"Blessed be the God and Father of our Lord Jesus Christ! According to His great mercy, He has caused us to be born again to a living hope through the resurrection of Jesus Christ from the dead, to an inheritance that is imperishable, undefiled, and unfading, kept in heaven for you. " 1 Peter 1:3,4 ESV
Hello my friend. Today's blog post is a very personal one for me as I have a painful story to share.
This is a story of the struggle to forgive, the struggle to set aside my desire for justice, and the need to let go and let God. But mostly, this is a story of hope amidst the struggles we face when we become the unfortunate victims of injustice.
This story will speak to the anger, frustration and disappointment and desire for revenge that can overtake us when we feel we've been stripped of something that we may feel we've been entitled to at the hands of someone else.
My prayer is that this will help to bring you hope, clarity, and healing, my friend, if you are in any way struggling with feelings of hurt, bitterness, resentment and unforgiveness because of a terrible hurt or injustice that you've experienced.
Have you ever had the rug pulled out from under you? Have you felt totally helpless and powerless against an unfair situation?

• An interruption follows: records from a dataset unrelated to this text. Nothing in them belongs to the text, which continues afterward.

//! Viewer-side state for one tailed device.
//!
//! The daemon's ring buffer is shared by every viewer of a device; what a
//! single viewer has seen lives here. Clearing resets this state only.

use std::collections::VecDeque;

use devrelay_core::DeviceId;
use devrelay_protocol::ServerMessage;

/// Default number of lines a view retains.
pub const DEFAULT_VIEW_HISTORY: usize = 1000;

/// One line as this viewer saw it.
#[derive(Debug, Clone, PartialEq, Eq)]
pub struct ViewLine {
    /// Position since attach or the last clear, starting at 1
    pub seq: u64,
    pub text: String,
    /// Whether the line arrived in the catch-up snapshot
    pub backlog: bool,
}

/// Something the viewer should show.
#[derive(Debug, Clone, PartialEq, Eq)]
pub enum ViewEvent {
    Attached { device_id: DeviceId },
    Line(ViewLine),
    /// Batches skipped because this viewer fell behind
    Gap { batches: u64 },
    Cleared,
    Notice {
        message: String,
        code: Option<String>,
    },
    Stopped { device_id: DeviceId, reason: String },
}

/// State of a single viewer.
#[derive(Debug, Clone)]
pub struct View {
    /// Device currently shown
    device_id: Option<DeviceId>,

    /// Most recent lines, oldest first
    lines: VecDeque<ViewLine>,

    /// Maximum number of retained lines
    history: usize,

    /// Sequence number of the next line
    next_seq: u64,

    /// Batches dropped since the last clear
    dropped_batches: u64,

    /// Reason the session ended, once it has
    stopped: Option<String>,
}

impl Default for View {
    fn default() -> Self {
        Self::new(DEFAULT_VIEW_HISTORY)
    }
}

impl View {
    /// Creates an empty view retaining at most `history` lines.
    pub fn new(history: usize) -> Self {
        Self {
            device_id: None,
            lines: VecDeque::with_capacity(history.min(DEFAULT_VIEW_HISTORY)),
            history,
            next_seq: 1,
            dropped_batches: 0,
            stopped: None,
        }
    }

    /// Folds one daemon message into the view.
    ///
    /// Returns what should be shown, in order. Replies that carry no view
    /// content (`pong`, `device_list`, handshake) produce nothing.
    pub fn apply(&mut self, msg: ServerMessage) -> Vec<ViewEvent> {
        match msg {
            ServerMessage::Attached { device_id } => {
                self.reset();
                self.stopped = None;
                self.device_id = Some(device_id.clone());
                vec![ViewEvent::Attached { device_id }]
            }

            ServerMessage::Batch {
                device_id,
                lines,
                is_backlog,
            } => {
                // Leftovers from a device this view already switched away from
                if !self.follows(&device_id) {
                    return Vec::new();
                }
                lines
                    .into_iter()
                    .map(|text| ViewEvent::Line(self.push(text, is_backlog)))
                    .collect()
            }

            ServerMessage::Dropped { batches } => {
                self.dropped_batches = self.dropped_batches.saturating_add(batches);
                vec![ViewEvent::Gap { batches }]
            }

            ServerMessage::Cleared {} => {
                self.reset();
                vec![ViewEvent::Cleared]
            }

            ServerMessage::Error { message, code } => vec![ViewEvent::Notice { message, code }],

            ServerMessage::Stopped { device_id, reason } => {
                if !self.follows(&device_id) {
                    return Vec::new();
                }
                self.stopped = Some(reason.clone());
                vec![ViewEvent::Stopped { device_id, reason }]
            }

            ServerMessage::Connected { .. }
            | ServerMessage::Rejected { .. }
            | ServerMessage::DeviceList { .. }
            | ServerMessage::Pong { .. } => Vec::new(),
        }
    }

    /// True for the attached device, or any device before the first `attached`.
    fn follows(&self, device_id: &DeviceId) -> bool {
        self.device_id.is_none() || self.device_id.as_ref() == Some(device_id)
    }

    fn push(&mut self, text: String, backlog: bool) -> ViewLine {
        let line = ViewLine {
            seq: self.next_seq,
            text,
            backlog,
        };
        self.next_seq = self.next_seq.saturating_add(1);

        if self.history > 0 {
            if self.lines.len() >= self.history {
                self.lines.pop_front();
            }
            self.lines.push_back(line.clone());
        }
        line
    }

    /// Forgets every line and counter; the device stays attached.
    pub fn reset(&mut self) {
        self.lines.clear();
        self.next_seq = 1;
        self.dropped_batches = 0;
    }

    pub fn device_id(&self) -> Option<&DeviceId> {
        self.device_id.as_ref()
    }

    /// Retained lines, oldest first.
    pub fn lines(&self) -> impl Iterator<Item = &ViewLine> {
        self.lines.iter()
    }

    pub fn len(&self) -> usize {
        self.lines.len()
    }

    pub fn is_empty(&self) -> bool {
        self.lines.is_empty()
    }

    /// Sequence number the next line will get.
    pub fn next_seq(&self) -> u64 {
        self.next_seq
    }

    pub fn dropped_batches(&self) -> u64 {
        self.dropped_batches
    }

    /// Why the session ended, if it has.
    pub fn stopped(&self) -> Option<&str> {
        self.stopped.as_deref()
    }
}

#[cfg(test)]
mod tests {
    use super::*;

    fn dev() -> DeviceId {
        DeviceId::new("dev-1")
    }

    fn lines(items: &[&str]) -> Vec<String> {
        items.iter().map(|s| s.to_string()).collect()
    }

    #[test]
    fn test_lines_are_numbered_in_arrival_order() {
        let mut view = View::default();
        view.apply(ServerMessage::attached(dev()));

        let events = view.apply(ServerMessage::backlog(dev(), lines(&["a", "b"])));
        assert_eq!(events.len(), 2);
        assert_eq!(
            events.first(),
            Some(&ViewEvent::Line(ViewLine {
                seq: 1,
                text: "a".to_string(),
                backlog: true,
            }))
        );

        let events = view.apply(ServerMessage::batch(dev(), lines(&["c"])));
        assert_eq!(
            events,
            vec![ViewEvent::Line(ViewLine {
                seq: 3,
                text: "c".to_string(),
                backlog: false,
            })]
        );
        assert_eq!(view.len(), 3);
        assert_eq!(view.next_seq(), 4);
    }

    #[test]
    fn test_clear_resets_numbering_and_counters() {
        let mut view = View::default();
        view.apply(ServerMessage::attached(dev()));
        view.apply(ServerMessage::batch(dev(), lines(&["a", "b"])));
        view.apply(ServerMessage::dropped(3));
        assert_eq!(view.dropped_batches(), 3);

        assert_eq!(view.apply(ServerMessage::cleared()), vec![ViewEvent::Cleared]);
        assert!(view.is_empty());
        assert_eq!(view.dropped_batches(), 0);
        assert_eq!(view.device_id(), Some(&dev()));

        let events = view.apply(ServerMessage::batch(dev(), lines(&["z"])));
        match events.as_slice() {
            [ViewEvent::Line(line)] => assert_eq!(line.seq, 1),
            other => panic!("unexpected events: {other:?}"),
        }
    }

    #[test]
    fn test_history_is_bounded() {
        let mut view = View::new(2);
        view.apply(ServerMessage::batch(dev(), lines(&["a", "b", "c"])));

        let kept: Vec<&str> = view.lines().map(|l| l.text.as_str()).collect();
        assert_eq!(kept, vec!["b", "c"]);
        assert_eq!(view.next_seq(), 4);
    }

    #[test]
    fn test_zero_history_still_numbers_lines() {
        let mut view = View::new(0);
        let events = view.apply(ServerMessage::batch(dev(), lines(&["a", "b"])));
        assert_eq!(events.len(), 2);
        assert!(view.is_empty());
        assert_eq!(view.next_seq(), 3);
    }

    #[test]
    fn test_stopped_and_notices() {
        let mut view = View::default();
        let events = view.apply(ServerMessage::error_with_code("adb: offline", "upstream_error"));
        assert_eq!(
            events,
            vec![ViewEvent::Notice {
                message: "adb: offline".to_string(),
                code: Some("upstream_error".to_string()),
            }]
        );

        view.apply(ServerMessage::stopped(dev(), "exited with code 1"));
        assert_eq!(view.stopped(), Some("exited with code 1"));

        // Re-attaching starts over
        view.apply(ServerMessage::attached(dev()));
        assert_eq!(view.stopped(), None);
    }

    #[test]
    fn test_messages_for_previous_device_are_ignored() {
        let mut view = View::default();
        view.apply(ServerMessage::attached(dev()));
        view.apply(ServerMessage::batch(dev(), lines(&["old"])));

        let other = DeviceId::new("dev-2");
        view.apply(ServerMessage::attached(other.clone()));

        assert!(view.apply(ServerMessage::batch(dev(), lines(&["late"]))).is_empty());
        assert!(view.apply(ServerMessage::stopped(dev(), "stopped")).is_empty());
        assert!(view.is_empty());
        assert_eq!(view.stopped(), None);

        let events = view.apply(ServerMessage::batch(other, lines(&["new"])));
        match events.as_slice() {
            [ViewEvent::Line(line)] => {
                assert_eq!(line.text, "new");
                assert_eq!(line.seq, 1);
            }
            other => panic!("unexpected events: {other:?}"),
        }
    }

    #[test]
    fn test_replies_produce_no_events() {
        let mut view = View::default();
        assert!(view.apply(ServerMessage::pong(1)).is_empty());
        assert!(view.apply(ServerMessage::device_list(Vec::new())).is_empty());
    }
}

Frankly, it sucks! I'm not going to mince words here. The epic struggle with our thoughts, emotions, and yes, internal desire for revenge…well, lets just say that the struggle is real!
Anyway, it's been a difficult couple of years for me and my family; in particular, my siblings. And the story I am about to share has finally come to a conclusion, albeit not the one we had hoped and prayed for.
My dad passed away a couple of years ago after battling cancer and COPD for several years. The loss was painful and difficult for me, my brother and sister, and our families. As executors and heirs of our dad's fairly sizable estate, my siblings and I knew that there would be much work in attending to settling his estate. Our dad had made his final wishes very clear, not only through his last will and testament, but through many family meetings he arranged the past several years because he wanted to ensure his hard-earned legacy would go where he wanted; to his children.
"Whatever you do, please don't fight!" our dad cautioned. After all, how often do we hear of the grief and heartache that takes place among family members over an inheritance, siblings separated from one another, alienation, resentment, and bitterness between family members? My dad knew that all too often families become divided over money and possessions after the death of a loved one. My siblings and I, determined to not tread down the same destructive path, would always reassure him, "Dad, we've got this!"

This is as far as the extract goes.